Stored data:

- - -

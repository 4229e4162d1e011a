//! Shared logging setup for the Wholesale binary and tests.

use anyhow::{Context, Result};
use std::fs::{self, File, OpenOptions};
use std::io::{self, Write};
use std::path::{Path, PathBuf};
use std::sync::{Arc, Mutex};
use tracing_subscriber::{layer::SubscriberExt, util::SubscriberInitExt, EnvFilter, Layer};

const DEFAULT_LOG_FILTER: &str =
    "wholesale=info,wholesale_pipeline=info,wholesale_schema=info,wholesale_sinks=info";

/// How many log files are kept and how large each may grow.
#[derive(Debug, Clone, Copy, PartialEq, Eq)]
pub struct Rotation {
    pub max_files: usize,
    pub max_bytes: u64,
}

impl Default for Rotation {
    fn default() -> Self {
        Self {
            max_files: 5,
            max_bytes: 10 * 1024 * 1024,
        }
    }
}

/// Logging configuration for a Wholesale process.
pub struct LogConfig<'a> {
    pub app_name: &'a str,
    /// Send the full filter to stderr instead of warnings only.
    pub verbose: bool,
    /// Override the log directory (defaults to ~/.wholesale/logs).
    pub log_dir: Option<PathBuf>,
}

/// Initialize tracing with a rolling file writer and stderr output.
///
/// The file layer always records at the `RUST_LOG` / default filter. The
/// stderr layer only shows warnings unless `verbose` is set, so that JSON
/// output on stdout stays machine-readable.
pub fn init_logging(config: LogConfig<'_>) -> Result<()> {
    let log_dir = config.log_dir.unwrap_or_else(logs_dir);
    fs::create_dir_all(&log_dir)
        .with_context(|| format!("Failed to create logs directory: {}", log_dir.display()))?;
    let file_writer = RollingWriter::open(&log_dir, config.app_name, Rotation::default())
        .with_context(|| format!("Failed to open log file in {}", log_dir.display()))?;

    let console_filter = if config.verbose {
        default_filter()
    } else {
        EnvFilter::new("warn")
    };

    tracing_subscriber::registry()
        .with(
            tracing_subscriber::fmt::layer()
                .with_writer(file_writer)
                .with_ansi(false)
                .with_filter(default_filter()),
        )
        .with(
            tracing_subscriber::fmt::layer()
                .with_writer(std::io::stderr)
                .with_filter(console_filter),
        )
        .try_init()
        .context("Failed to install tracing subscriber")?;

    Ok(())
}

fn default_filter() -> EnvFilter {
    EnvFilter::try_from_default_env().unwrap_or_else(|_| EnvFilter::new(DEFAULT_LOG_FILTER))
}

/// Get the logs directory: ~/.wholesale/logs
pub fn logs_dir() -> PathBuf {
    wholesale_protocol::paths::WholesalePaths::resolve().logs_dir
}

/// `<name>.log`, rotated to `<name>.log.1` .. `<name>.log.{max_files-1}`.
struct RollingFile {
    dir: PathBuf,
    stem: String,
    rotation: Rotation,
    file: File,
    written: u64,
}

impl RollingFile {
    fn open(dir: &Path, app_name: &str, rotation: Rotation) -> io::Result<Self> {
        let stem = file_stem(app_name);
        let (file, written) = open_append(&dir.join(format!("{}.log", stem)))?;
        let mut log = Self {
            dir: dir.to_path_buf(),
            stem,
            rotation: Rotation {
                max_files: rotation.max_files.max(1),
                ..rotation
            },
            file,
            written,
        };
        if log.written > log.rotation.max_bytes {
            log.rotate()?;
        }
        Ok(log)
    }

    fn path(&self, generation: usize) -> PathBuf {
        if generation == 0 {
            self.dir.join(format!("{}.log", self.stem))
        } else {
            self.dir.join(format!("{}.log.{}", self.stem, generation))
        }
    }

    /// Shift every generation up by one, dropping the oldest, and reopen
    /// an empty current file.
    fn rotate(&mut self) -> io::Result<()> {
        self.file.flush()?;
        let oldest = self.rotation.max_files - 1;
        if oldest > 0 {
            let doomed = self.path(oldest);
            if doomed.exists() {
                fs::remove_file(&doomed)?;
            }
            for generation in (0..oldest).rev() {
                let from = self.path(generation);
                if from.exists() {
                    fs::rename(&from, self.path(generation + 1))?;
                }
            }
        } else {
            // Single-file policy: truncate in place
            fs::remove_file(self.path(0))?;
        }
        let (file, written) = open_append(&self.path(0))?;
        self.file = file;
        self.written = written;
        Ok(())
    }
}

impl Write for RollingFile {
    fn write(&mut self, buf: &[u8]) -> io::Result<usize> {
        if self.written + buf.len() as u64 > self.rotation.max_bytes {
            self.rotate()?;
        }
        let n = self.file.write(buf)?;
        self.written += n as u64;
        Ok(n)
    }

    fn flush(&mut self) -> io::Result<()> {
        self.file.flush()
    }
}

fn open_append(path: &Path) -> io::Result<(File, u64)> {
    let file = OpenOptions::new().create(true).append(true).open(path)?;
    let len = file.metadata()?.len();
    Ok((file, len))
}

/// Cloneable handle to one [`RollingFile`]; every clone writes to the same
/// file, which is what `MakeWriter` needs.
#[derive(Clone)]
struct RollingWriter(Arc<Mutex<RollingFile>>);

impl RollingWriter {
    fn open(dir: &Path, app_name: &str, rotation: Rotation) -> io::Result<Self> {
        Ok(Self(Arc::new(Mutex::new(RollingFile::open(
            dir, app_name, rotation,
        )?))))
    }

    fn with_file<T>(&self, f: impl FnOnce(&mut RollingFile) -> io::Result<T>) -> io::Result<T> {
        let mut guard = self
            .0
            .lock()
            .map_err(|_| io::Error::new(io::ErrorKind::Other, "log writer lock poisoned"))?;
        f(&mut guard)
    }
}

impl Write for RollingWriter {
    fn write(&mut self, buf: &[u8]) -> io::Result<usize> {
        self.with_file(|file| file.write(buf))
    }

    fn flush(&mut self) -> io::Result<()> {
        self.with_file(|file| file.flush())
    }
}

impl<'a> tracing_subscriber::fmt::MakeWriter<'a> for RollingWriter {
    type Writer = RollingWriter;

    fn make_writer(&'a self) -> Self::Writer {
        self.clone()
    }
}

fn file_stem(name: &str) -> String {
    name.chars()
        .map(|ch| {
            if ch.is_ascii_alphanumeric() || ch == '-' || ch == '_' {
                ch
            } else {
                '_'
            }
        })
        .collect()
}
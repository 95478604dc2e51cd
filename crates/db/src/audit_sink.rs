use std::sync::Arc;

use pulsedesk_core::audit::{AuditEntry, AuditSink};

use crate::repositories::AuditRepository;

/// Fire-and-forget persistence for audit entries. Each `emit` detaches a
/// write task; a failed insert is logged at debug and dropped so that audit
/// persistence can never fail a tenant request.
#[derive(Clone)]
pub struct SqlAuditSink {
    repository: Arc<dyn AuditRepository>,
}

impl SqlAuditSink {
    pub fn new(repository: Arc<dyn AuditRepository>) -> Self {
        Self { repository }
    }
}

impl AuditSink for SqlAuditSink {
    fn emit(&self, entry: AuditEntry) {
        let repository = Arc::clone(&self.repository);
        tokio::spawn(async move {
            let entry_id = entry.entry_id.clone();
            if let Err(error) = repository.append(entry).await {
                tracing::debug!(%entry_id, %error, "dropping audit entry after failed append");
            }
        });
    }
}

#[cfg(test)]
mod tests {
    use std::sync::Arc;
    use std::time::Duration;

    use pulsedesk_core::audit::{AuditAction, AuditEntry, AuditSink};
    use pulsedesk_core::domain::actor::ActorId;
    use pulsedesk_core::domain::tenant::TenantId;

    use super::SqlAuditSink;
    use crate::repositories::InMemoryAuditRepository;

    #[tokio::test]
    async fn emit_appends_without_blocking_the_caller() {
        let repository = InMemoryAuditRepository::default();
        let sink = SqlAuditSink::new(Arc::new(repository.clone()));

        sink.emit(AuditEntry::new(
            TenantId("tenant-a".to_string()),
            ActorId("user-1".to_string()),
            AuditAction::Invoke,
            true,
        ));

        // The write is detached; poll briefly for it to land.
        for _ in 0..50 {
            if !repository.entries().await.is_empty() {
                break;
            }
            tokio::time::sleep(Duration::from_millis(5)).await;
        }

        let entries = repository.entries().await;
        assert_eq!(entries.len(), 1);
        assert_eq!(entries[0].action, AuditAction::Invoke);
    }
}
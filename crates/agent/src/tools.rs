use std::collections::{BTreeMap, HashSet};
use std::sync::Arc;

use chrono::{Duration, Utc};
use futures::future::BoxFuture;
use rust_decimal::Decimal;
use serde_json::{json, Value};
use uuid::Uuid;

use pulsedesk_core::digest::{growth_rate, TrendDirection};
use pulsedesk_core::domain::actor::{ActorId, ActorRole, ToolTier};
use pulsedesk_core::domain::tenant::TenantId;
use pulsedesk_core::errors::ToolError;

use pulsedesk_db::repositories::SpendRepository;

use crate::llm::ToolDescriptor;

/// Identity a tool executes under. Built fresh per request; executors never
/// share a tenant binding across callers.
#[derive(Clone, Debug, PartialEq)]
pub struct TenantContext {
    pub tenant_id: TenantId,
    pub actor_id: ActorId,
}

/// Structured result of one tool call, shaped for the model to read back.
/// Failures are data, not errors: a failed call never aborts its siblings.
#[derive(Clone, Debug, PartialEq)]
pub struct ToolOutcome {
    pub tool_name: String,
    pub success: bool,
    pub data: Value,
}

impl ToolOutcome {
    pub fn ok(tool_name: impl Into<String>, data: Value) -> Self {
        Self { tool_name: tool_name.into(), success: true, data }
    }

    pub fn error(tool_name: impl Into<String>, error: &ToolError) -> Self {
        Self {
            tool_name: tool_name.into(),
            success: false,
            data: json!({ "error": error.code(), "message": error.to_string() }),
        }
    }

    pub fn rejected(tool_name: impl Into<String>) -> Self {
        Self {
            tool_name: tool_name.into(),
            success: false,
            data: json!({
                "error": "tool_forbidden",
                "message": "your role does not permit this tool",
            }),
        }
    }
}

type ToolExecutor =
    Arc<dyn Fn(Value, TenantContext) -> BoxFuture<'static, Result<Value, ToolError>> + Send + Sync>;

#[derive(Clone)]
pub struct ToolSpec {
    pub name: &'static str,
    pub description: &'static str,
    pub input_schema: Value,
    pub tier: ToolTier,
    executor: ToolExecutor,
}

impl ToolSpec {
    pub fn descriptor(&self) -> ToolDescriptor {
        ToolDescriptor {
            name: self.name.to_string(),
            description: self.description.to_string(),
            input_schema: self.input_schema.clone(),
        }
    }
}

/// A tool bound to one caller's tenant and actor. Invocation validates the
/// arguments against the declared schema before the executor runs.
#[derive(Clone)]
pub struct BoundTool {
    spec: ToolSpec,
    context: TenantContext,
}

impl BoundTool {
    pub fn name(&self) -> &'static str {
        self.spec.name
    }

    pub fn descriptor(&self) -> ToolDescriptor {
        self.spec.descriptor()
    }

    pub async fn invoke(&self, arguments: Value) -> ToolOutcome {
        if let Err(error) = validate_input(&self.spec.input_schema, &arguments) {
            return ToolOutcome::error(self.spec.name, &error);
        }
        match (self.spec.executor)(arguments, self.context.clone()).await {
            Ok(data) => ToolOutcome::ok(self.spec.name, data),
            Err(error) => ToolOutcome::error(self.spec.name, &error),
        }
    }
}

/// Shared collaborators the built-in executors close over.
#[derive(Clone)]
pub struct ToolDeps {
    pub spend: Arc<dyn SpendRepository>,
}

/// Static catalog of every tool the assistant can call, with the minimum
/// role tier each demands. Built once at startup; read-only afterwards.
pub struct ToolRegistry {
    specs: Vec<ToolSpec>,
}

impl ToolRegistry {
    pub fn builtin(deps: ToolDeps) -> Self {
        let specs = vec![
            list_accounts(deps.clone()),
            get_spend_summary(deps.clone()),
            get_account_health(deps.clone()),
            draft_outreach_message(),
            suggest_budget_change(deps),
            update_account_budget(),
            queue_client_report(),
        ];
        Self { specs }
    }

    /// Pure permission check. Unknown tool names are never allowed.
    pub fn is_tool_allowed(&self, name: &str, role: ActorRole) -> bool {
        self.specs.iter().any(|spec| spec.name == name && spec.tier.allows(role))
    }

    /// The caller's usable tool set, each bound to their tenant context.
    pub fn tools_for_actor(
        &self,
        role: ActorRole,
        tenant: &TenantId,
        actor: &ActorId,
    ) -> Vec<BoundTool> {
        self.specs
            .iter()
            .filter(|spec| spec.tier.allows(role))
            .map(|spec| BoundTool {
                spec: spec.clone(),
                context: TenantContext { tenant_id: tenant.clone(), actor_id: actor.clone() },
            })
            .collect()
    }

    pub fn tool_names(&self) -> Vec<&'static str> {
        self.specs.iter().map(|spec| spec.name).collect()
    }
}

- - -

Task goal >> Set down exactly the lines of the data above, beginning with the line that has "use uuid::Uuid;" and ending with the line that has "pub struct TenantContext", and no others.

Answer space >>
use uuid::Uuid;

use pulsedesk_core::digest::{growth_rate, TrendDirection};
use pulsedesk_core::domain::actor::{ActorId, ActorRole, ToolTier};
use pulsedesk_core::domain::tenant::TenantId;
use pulsedesk_core::errors::ToolError;

use pulsedesk_db::repositories::SpendRepository;

use crate::llm::ToolDescriptor;

/// Identity a tool executes under. Built fresh per request; executors never
/// share a tenant binding across callers.
#[derive(Clone, Debug, PartialEq)]
pub struct TenantContext {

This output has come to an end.